Wednesday, May 30, 2007
Intervista con un genio
Ji Lee, coreano di nascita, brasiliano di adozione e americano di carriera, e’ uno dei piu’ geniali Art Director e Designer della scena americana (e quindi mondiale). Tra i suoi clienti figurano New York Times, Coca-Cola, Jaguar, Samsung, Nike, Tylenol, T-Mobile. Ma Ji Lee e’ noto soprattutto per i suoi progetti indipendenti, come il “Bubble Project” (www.thebubbleproject.com) e l’ “Abstractor” (http://abstractor.tv/). Con Parma Ji ha un rapporto particolare: infatti, Parma e’ stata la prima citta’ italiana (e una delle prime al mondo) dove e’ sbarcato il suo Progetto Bolla.


Ci spieghi in due parole cos’e’ e com’e’ nato il Progetto Bolla?

Il Bubble Project e’ il modo che abbiamo di riappropriarci degli spazi pubblici che ci sono stati rubati dall’Advertising.
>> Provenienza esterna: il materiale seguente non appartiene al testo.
//! Atomic application of impact reports
//!
//! A commit takes the date updates from a previewed [`ImpactReport`]
//! (plus, for deletions, the task being removed) and applies them as
//! one all-or-nothing batch. The whole read-validate-write cycle runs
//! under an exclusive sidecar lock so commits against the same store
//! are serialized; the write itself is the store's temp-file + rename,
//! so a failure at any point leaves the store untouched.
//!
//! Because previews are computed against a snapshot, every target is
//! re-validated here: a task that vanished, changed goals, or was
//! completed between preview and commit fails the whole batch with
//! [`CommitError::StalePreview`].
//!
//! [`ImpactReport`]: crate::domain::ImpactReport

use std::fs::OpenOptions;
use std::time::{Duration, Instant};

use anyhow::Context;
use fs2::FileExt;
use thiserror::Error;

use crate::domain::{DateUpdate, GoalId, TaskId};

use super::jsonl::TaskStore;

/// Default time to wait for the store lock before giving up
pub const DEFAULT_COMMIT_TIMEOUT: Duration = Duration::from_secs(5);

/// Interval between lock acquisition attempts
const LOCK_RETRY_INTERVAL: Duration = Duration::from_millis(10);

#[derive(Debug, Error)]
pub enum CommitError {
    #[error("Preview is stale ({0}); recompute the impact and try again")]
    StalePreview(String),

    #[error("Timed out waiting for the task store lock")]
    Timeout,

    #[error("Commit failed: {0}")]
    Persistence(#[from] anyhow::Error),
}

/// An approved set of changes to apply atomically
#[derive(Debug, Clone)]
pub struct CommitRequest<'a> {
    /// Goal the preview was computed for
    pub goal_id: &'a GoalId,

    /// Per-task date changes from the impact report
    pub updates: &'a [DateUpdate],

    /// Task to delete, for delete-impact commits
    pub delete: Option<&'a TaskId>,
}

impl TaskStore {
    /// Applies a commit request as a single atomic batch
    ///
    /// Either every update (and the optional deletion) is applied, or
    /// the store is left exactly as it was. Returns
    /// [`CommitError::Timeout`] if the store lock cannot be acquired
    /// before the timeout expires; nothing has been written in that
    /// case either.
    pub fn commit(&self, request: &CommitRequest, timeout: Duration) -> Result<(), CommitError> {
        if let Some(parent) = self.path().parent() {
            std::fs::create_dir_all(parent)
                .with_context(|| format!("Failed to create directory: {}", parent.display()))?;
        }

        let lock_path = self.lock_path();
        let lock_file = OpenOptions::new()
            .create(true)
            .write(true)
            .truncate(false)
            .open(&lock_path)
            .with_context(|| format!("Failed to open lock file: {}", lock_path.display()))?;

        // Bounded acquisition: a timed-out commit writes nothing
        let deadline = Instant::now() + timeout;
        loop {
            match lock_file.try_lock_exclusive() {
                Ok(()) => break,
                Err(_) if Instant::now() < deadline => {
                    std::thread::sleep(LOCK_RETRY_INTERVAL);
                }
                Err(_) => return Err(CommitError::Timeout),
            }
        }

        // Lock is released when lock_file drops, even on early return
        let result = self.commit_locked(request);
        let _ = fs2::FileExt::unlock(&lock_file);
        result
    }

    /// Validates and applies the batch; caller holds the store lock
    fn commit_locked(&self, request: &CommitRequest) -> Result<(), CommitError> {
        let mut tasks = self.read_all()?;

        // Re-validate every target before touching anything
        if let Some(delete_id) = request.delete {
            let target = tasks
                .get(delete_id)
                .ok_or_else(|| CommitError::StalePreview(format!("task {} no longer exists", delete_id)))?;

            if &target.goal_id != request.goal_id {
                return Err(CommitError::StalePreview(format!(
                    "task {} moved to another goal",
                    delete_id
                )));
            }
            if target.status.is_complete() {
                return Err(CommitError::StalePreview(format!(
                    "task {} was completed",
                    delete_id
                )));
            }
        }

        for update in request.updates {
            let target = tasks.get(&update.task_id).ok_or_else(|| {
                CommitError::StalePreview(format!("task {} no longer exists", update.task_id))
            })?;

            if &target.goal_id != request.goal_id {
                return Err(CommitError::StalePreview(format!(
                    "task {} moved to another goal",
                    update.task_id
                )));
            }
            if target.status.is_complete() {
                return Err(CommitError::StalePreview(format!(
                    "task {} was completed",
                    update.task_id
                )));
            }
        }

        // Apply in memory, then write once
        if let Some(delete_id) = request.delete {
            tasks.remove(delete_id);
        }

        for update in request.updates {
            if let Some(task) = tasks.get_mut(&update.task_id) {
                task.set_dates(Some(update.new_start), Some(update.new_end));
            }
        }

        self.write_all(&tasks)?;
        Ok(())
    }
}

#[cfg(test)]
mod tests {
    use super::*;
    use crate::domain::Task;
    use chrono::{NaiveDate, Utc};
    use tempfile::TempDir;

    fn day(d: u32) -> NaiveDate {
        NaiveDate::from_ymd_opt(2026, 4, d).unwrap()
    }

    fn setup() -> (TempDir, TaskStore, GoalId, Vec<Task>) {
        let dir = TempDir::new().unwrap();
        let store = TaskStore::new(dir.path().join("tasks.jsonl"));
        let goal = GoalId::new("Test goal", Utc::now());

        let mut tasks = Vec::new();
        for seq in 1..=3u32 {
            let mut t = Task::new(goal.task_id(seq), goal.clone(), format!("Task {}", seq));
            let start = seq * 3;
            t.set_dates(Some(day(start)), Some(day(start + 1)));
            store.append(&t).unwrap();
            tasks.push(t);
        }

        (dir, store, goal, tasks)
    }

    #[test]
    fn commit_applies_all_updates() {
        let (_dir, store, goal, tasks) = setup();

        let updates = vec![
            DateUpdate {
                task_id: tasks[1].id.clone(),
                new_start: day(1),
                new_end: day(2),
            },
            DateUpdate {
                task_id: tasks[2].id.clone(),
                new_start: day(4),
                new_end: day(5),
            },
        ];

        let request = CommitRequest {
            goal_id: &goal,
            updates: &updates,
            delete: Some(&tasks[0].id),
        };

        store.commit(&request, DEFAULT_COMMIT_TIMEOUT).unwrap();

        let loaded = store.read_all().unwrap();
        assert_eq!(loaded.len(), 2);
        assert!(!loaded.contains_key(&tasks[0].id));
        assert_eq!(loaded.get(&tasks[1].id).unwrap().start_date, Some(day(1)));
        assert_eq!(loaded.get(&tasks[2].id).unwrap().end_date, Some(day(5)));
    }

    #[test]
    fn stale_preview_when_target_missing_changes_nothing() {
        let (_dir, store, goal, tasks) = setup();

        let updates = vec![
            DateUpdate {
                task_id: tasks[1].id.clone(),
                new_start: day(1),
                new_end: day(2),
            },
            DateUpdate {
                task_id: goal.task_id(99), // never existed
                new_start: day(4),
                new_end: day(5),
            },
        ];

        let request = CommitRequest {
            goal_id: &goal,
            updates: &updates,
            delete: None,
        };

        let err = store.commit(&request, DEFAULT_COMMIT_TIMEOUT).unwrap_err();
        assert!(matches!(err, CommitError::StalePreview(_)));

        // First update must not have been applied either
        let loaded = store.read_all().unwrap();
        assert_eq!(
            loaded.get(&tasks[1].id).unwrap().start_date,
            tasks[1].start_date
        );
    }

    #[test]
    fn stale_preview_when_target_completed() {
        let (_dir, store, goal, mut tasks) = setup();

        tasks[1].complete();
        store.update(&tasks[1]).unwrap();

        let updates = vec![DateUpdate {
            task_id: tasks[1].id.clone(),
            new_start: day(1),
            new_end: day(2),
        }];

        let request = CommitRequest {
            goal_id: &goal,
            updates: &updates,
            delete: None,
        };

        let err = store.commit(&request, DEFAULT_COMMIT_TIMEOUT).unwrap_err();
        assert!(matches!(err, CommitError::StalePreview(_)));
    }

    #[test]
    fn stale_preview_when_delete_target_vanished() {
        let (_dir, store, goal, tasks) = setup();

        store.remove(&tasks[0].id).unwrap();

        let request = CommitRequest {
            goal_id: &goal,
            updates: &[],
            delete: Some(&tasks[0].id),
        };

        let err = store.commit(&request, DEFAULT_COMMIT_TIMEOUT).unwrap_err();
        assert!(matches!(err, CommitError::StalePreview(_)));
    }

    #[test]
    fn commit_times_out_when_lock_is_held() {
        let (_dir, store, goal, tasks) = setup();

        // Hold the commit lock from "another process"
        let lock_file = OpenOptions::new()
            .create(true)
            .write(true)
            .truncate(false)
            .open(store.lock_path())
            .unwrap();
        lock_file.lock_exclusive().unwrap();

        let updates = vec![DateUpdate {
            task_id: tasks[1].id.clone(),
            new_start: day(1),
            new_end: day(2),
        }];

        let request = CommitRequest {
            goal_id: &goal,
            updates: &updates,
            delete: None,
        };

        let err = store
            .commit(&request, Duration::from_millis(50))
            .unwrap_err();
        assert!(matches!(err, CommitError::Timeout));

        // Nothing was written
        let loaded = store.read_all().unwrap();
        assert_eq!(
            loaded.get(&tasks[1].id).unwrap().start_date,
            tasks[1].start_date
        );
    }

    #[test]
    fn empty_commit_is_a_noop() {
        let (_dir, store, goal, _tasks) = setup();

        let request = CommitRequest {
            goal_id: &goal,
            updates: &[],
            delete: None,
        };

        store.commit(&request, DEFAULT_COMMIT_TIMEOUT).unwrap();
        assert_eq!(store.read_all().unwrap().len(), 3);
    }
}
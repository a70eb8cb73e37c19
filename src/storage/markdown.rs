//! Markdown storage for goals
//!
//! Goals are stored as markdown files in `.replan/goals/`. Each file
//! has YAML frontmatter for metadata and a markdown body (the goal
//! description). An index file (`.replan/goals/index.jsonl`) caches
//! metadata for fast listing and is rebuilt when stale.

use std::collections::HashMap;
use std::fs::{self, File};
use std::io::{BufRead, BufReader, BufWriter, Write};
use std::path::{Path, PathBuf};

use anyhow::{Context, Result};

use crate::domain::{Goal, GoalFrontmatter, GoalId, GoalStatus};

/// Index entry for quick goal lookups
#[derive(Debug, Clone, serde::Serialize, serde::Deserialize)]
struct IndexEntry {
    id: GoalId,
    title: String,
    status: GoalStatus,
    updated_at: chrono::DateTime<chrono::Utc>,
    file_name: String,
}

impl From<&Goal> for IndexEntry {
    fn from(goal: &Goal) -> Self {
        Self {
            id: goal.id.clone(),
            title: goal.title.clone(),
            status: goal.status,
            updated_at: goal.updated_at,
            file_name: format!("{}.md", goal.id),
        }
    }
}

/// Store for goal data as markdown files
pub struct GoalStore {
    /// Directory containing goal files
    dir: PathBuf,

    /// Path to the index file
    index_path: PathBuf,
}

impl GoalStore {
    /// Creates a new goal store at the given directory
    pub fn new(dir: impl Into<PathBuf>) -> Self {
        let dir = dir.into();
        let index_path = dir.join("index.jsonl");
        Self { dir, index_path }
    }

    /// Creates the default store for a project
    pub fn for_project(project_root: &Path) -> Self {
        Self::new(project_root.join(".replan").join("goals"))
    }

    /// Returns the directory containing goal files
    pub fn dir(&self) -> &Path {
        &self.dir
    }

    /// Returns the path to a goal file
    fn goal_path(&self, id: &GoalId) -> PathBuf {
        self.dir.join(format!("{}.md", id))
    }

    /// Checks if the index needs rebuilding
    fn index_is_stale(&self) -> bool {
        if !self.index_path.exists() {
            return true;
        }

        let index_mtime = match fs::metadata(&self.index_path).and_then(|m| m.modified()) {
            Ok(t) => t,
            Err(_) => return true,
        };

        let entries = match fs::read_dir(&self.dir) {
            Ok(e) => e,
            Err(_) => return true,
        };

        for entry in entries.flatten() {
            let path = entry.path();
            if path.extension().is_some_and(|e| e == "md") {
                if let Ok(mtime) = fs::metadata(&path).and_then(|m| m.modified()) {
                    if mtime > index_mtime {
                        return true;
                    }
                }
            }
        }

        // A deleted file also invalidates the index
        if let Ok(index) = self.read_index() {
            for entry in index.values() {
                if !self.dir.join(&entry.file_name).exists() {
                    return true;
                }
            }
        }

        false
    }

    /// Reads the index file
    fn read_index(&self) -> Result<HashMap<GoalId, IndexEntry>> {
        if !self.index_path.exists() {
            return Ok(HashMap::new());
        }

        let file = File::open(&self.index_path)
            .with_context(|| format!("Failed to open index: {}", self.index_path.display()))?;

        let reader = BufReader::new(file);
        let mut entries = HashMap::new();

        for (line_num, line) in reader.lines().enumerate() {
            let line = line.with_context(|| format!("Failed to read index line {}", line_num + 1))?;

            if line.trim().is_empty() {
                continue;
            }

            let entry: IndexEntry = serde_json::from_str(&line)
                .with_context(|| format!("Failed to parse index entry at line {}", line_num + 1))?;

            entries.insert(entry.id.clone(), entry);
        }

        Ok(entries)
    }

    /// Writes the index file
    fn write_index(&self, entries: &HashMap<GoalId, IndexEntry>) -> Result<()> {
        fs::create_dir_all(&self.dir)
            .with_context(|| format!("Failed to create directory: {}", self.dir.display()))?;

        let file = File::create(&self.index_path)
            .with_context(|| format!("Failed to create index: {}", self.index_path.display()))?;

        let mut writer = BufWriter::new(file);

        let mut sorted: Vec<_> = entries.values().collect();
        sorted.sort_by(|a, b| a.id.to_string().cmp(&b.id.to_string()));

        for entry in sorted {
            let line = serde_json::to_string(entry).context("Failed to serialize index entry")?;
            writeln!(writer, "{}", line).context("Failed to write index entry")?;
        }

        writer.flush().context("Failed to flush index")?;
        Ok(())
    }

    /// Rebuilds the index from files
    fn rebuild_index(&self) -> Result<HashMap<GoalId, IndexEntry>> {
        let mut entries = HashMap::new();

        if !self.dir.exists() {
            return Ok(entries);
        }

        for entry in fs::read_dir(&self.dir)
            .with_context(|| format!("Failed to read directory: {}", self.dir.display()))?
        {
            let entry = entry.context("Failed to read directory entry")?;
            let path = entry.path();

            if path.extension().is_some_and(|e| e == "md") {
                if let Ok(goal) = self.read_from_file(&path) {
                    entries.insert(goal.id.clone(), IndexEntry::from(&goal));
                }
            }
        }

        self.write_index(&entries)?;
        Ok(entries)
    }

    /// Ensures the index is up-to-date
    fn ensure_index(&self) -> Result<HashMap<GoalId, IndexEntry>> {
        if self.index_is_stale() {
            self.rebuild_index()
        } else {
            self.read_index()
        }
    }

    /// Reads a goal from a file
    fn read_from_file(&self, path: &Path) -> Result<Goal> {
        let content = fs::read_to_string(path)
            .with_context(|| format!("Failed to read goal file: {}", path.display()))?;

        parse_markdown(&content)
    }

    /// Writes a goal to its file atomically (temp file + rename)
    fn write_to_file(&self, goal: &Goal) -> Result<()> {
        fs::create_dir_all(&self.dir)
            .with_context(|| format!("Failed to create directory: {}", self.dir.display()))?;

        let path = self.goal_path(&goal.id);
        let temp_path = path.with_extension("md.tmp");
        let content = render_markdown(goal)?;

        fs::write(&temp_path, &content)
            .with_context(|| format!("Failed to write temp file: {}", temp_path.display()))?;

        fs::rename(&temp_path, &path).with_context(|| {
            format!(
                "Failed to rename {} to {}",
                temp_path.display(),
                path.display()
            )
        })?;

        Ok(())
    }

    /// Saves a goal (create or update) and refreshes the index
    pub fn save(&self, goal: &Goal) -> Result<()> {
        self.write_to_file(goal)?;

        let mut entries = self.read_index().unwrap_or_default();
        entries.insert(goal.id.clone(), IndexEntry::from(goal));
        self.write_index(&entries)
    }

    /// Reads a single goal by ID
    pub fn get(&self, id: &GoalId) -> Result<Option<Goal>> {
        let path = self.goal_path(id);
        if !path.exists() {
            return Ok(None);
        }
        Ok(Some(self.read_from_file(&path)?))
    }

    /// Reads all goals
    pub fn read_all(&self) -> Result<HashMap<GoalId, Goal>> {
        let _ = self.ensure_index()?;
        let mut goals = HashMap::new();

        if !self.dir.exists() {
            return Ok(goals);
        }

        for entry in fs::read_dir(&self.dir)
            .with_context(|| format!("Failed to read directory: {}", self.dir.display()))?
        {
            let entry = entry.context("Failed to read directory entry")?;
            let path = entry.path();

            if path.extension().is_some_and(|e| e == "md") {
                if let Ok(goal) = self.read_from_file(&path) {
                    goals.insert(goal.id.clone(), goal);
                }
            }
        }

        Ok(goals)
    }

    /// Lists goals with basic info (from index, fast)
    pub fn list(&self) -> Result<Vec<(GoalId, String, GoalStatus)>> {
        let index = self.ensure_index()?;
        let mut listed: Vec<_> = index
            .values()
            .map(|e| (e.id.clone(), e.title.clone(), e.status))
            .collect();
        listed.sort_by(|a, b| a.0.to_string().cmp(&b.0.to_string()));
        Ok(listed)
    }

    /// Removes a goal file and its index entry
    pub fn remove(&self, id: &GoalId) -> Result<bool> {
        let path = self.goal_path(id);
        if !path.exists() {
            return Ok(false);
        }

        fs::remove_file(&path)
            .with_context(|| format!("Failed to remove goal file: {}", path.display()))?;

        let mut entries = self.read_index().unwrap_or_default();
        entries.remove(id);
        self.write_index(&entries)?;

        Ok(true)
    }
}

/// Parses a markdown string into a Goal
fn parse_markdown(content: &str) -> Result<Goal> {
    let content = content.trim();

    if !content.starts_with("---") {
        anyhow::bail!("Missing frontmatter (must start with ---)");
    }

    let rest = &content[3..];
    let end_pos = rest
        .find("---")
        .ok_or_else(|| anyhow::anyhow!("Missing frontmatter end delimiter (---)"))?;

    let yaml_content = rest[..end_pos].trim();
    let body = rest[end_pos + 3..].trim();

    let fm: GoalFrontmatter =
        serde_yaml::from_str(yaml_content).context("Failed to parse frontmatter")?;

    Ok(fm.into_goal(body.to_string()))
}

/// Renders a goal to markdown
fn render_markdown(goal: &Goal) -> Result<String> {
    let frontmatter = GoalFrontmatter::from(goal);
    let yaml = serde_yaml::to_string(&frontmatter).context("Failed to serialize frontmatter")?;

    let mut content = String::new();
    content.push_str("---\n");
    content.push_str(&yaml);
    content.push_str("---\n\n");
    content.push_str(&goal.body);

    if !content.ends_with('\n') {
        content.push('\n');
    }

    Ok(content)
}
Il Bubble Project e’ democratico, perche’ tutti possono dire quello che pensano semplicemente riempiendo le bolle, ed e’ un ottimo specchio delle opinioni collettive, perche’ raccogliendo le varie scritte emerge uno spaccato sociale del tutto spontaneo e privo di barriere all’accesso.

Com’e’ stata la tua esperienza di “Bollatore”?

Molto sistematica. Per mesi sono andato in giro ad attaccare bolle ai manifesti di New York. Ne ho attaccate circa trentamila. Un manifesto a New York ha un ciclo di vita molto basso, dopo due/tre giorni viene staccato o ricoperto. Per questo era indispensabile che la gente scrivesse subito, e che io tornassi dopo poco tempo a scattare le foto. In breve, di circa 30mila bolle alla fine erano piu’ o meno un migliaio quelle utilizzabili e pubblicabili.

Il Bubble Project e’ diventato cosi’ dapprima un sito web, poi un libro. Che differenze ci sono tra i due mezzi?

Il web e’ molto piu’ tollerante e ti permette piu’ versatilita’. Con le “bolle online” gli utenti possono scrivere le loro bolle comodamente dalla loro tastiera. Inoltre su Web sono permesse cose che su un libro sarebbero impubblicabili. La scrematura delle bolle “stampabili” e’ stata molto piu’ selettiva.
La versione cartacea d’altra parte permette di dare lo “strumento” della bolla direttamente nelle mani dell’utente: ogni libro contiene un adesivo a bolla che l’utente puo’ utilizzare come vuole.

Il Bubble Project e’ partito da New York ed e’ arrivato, oltre che a Parma, in tantissime citta’ del mondo. Credi che il fatto che sia successo a New York sia rilevante?

Assolutamente si’. Se un fenomeno ha il suo epicentro a New York hai la certezza che raggiungera’ tutto il mondo, che tutti i media ne parleranno. Se lo stesso fenomeno fosse nato, ad esempio, in un stato come il Minnesota o in una nazione come il Brasile difficilmente se ne sarebbe parlato cosi’.

Ci parli del tuo progetto piu’ recente, l’ “Abstractor”?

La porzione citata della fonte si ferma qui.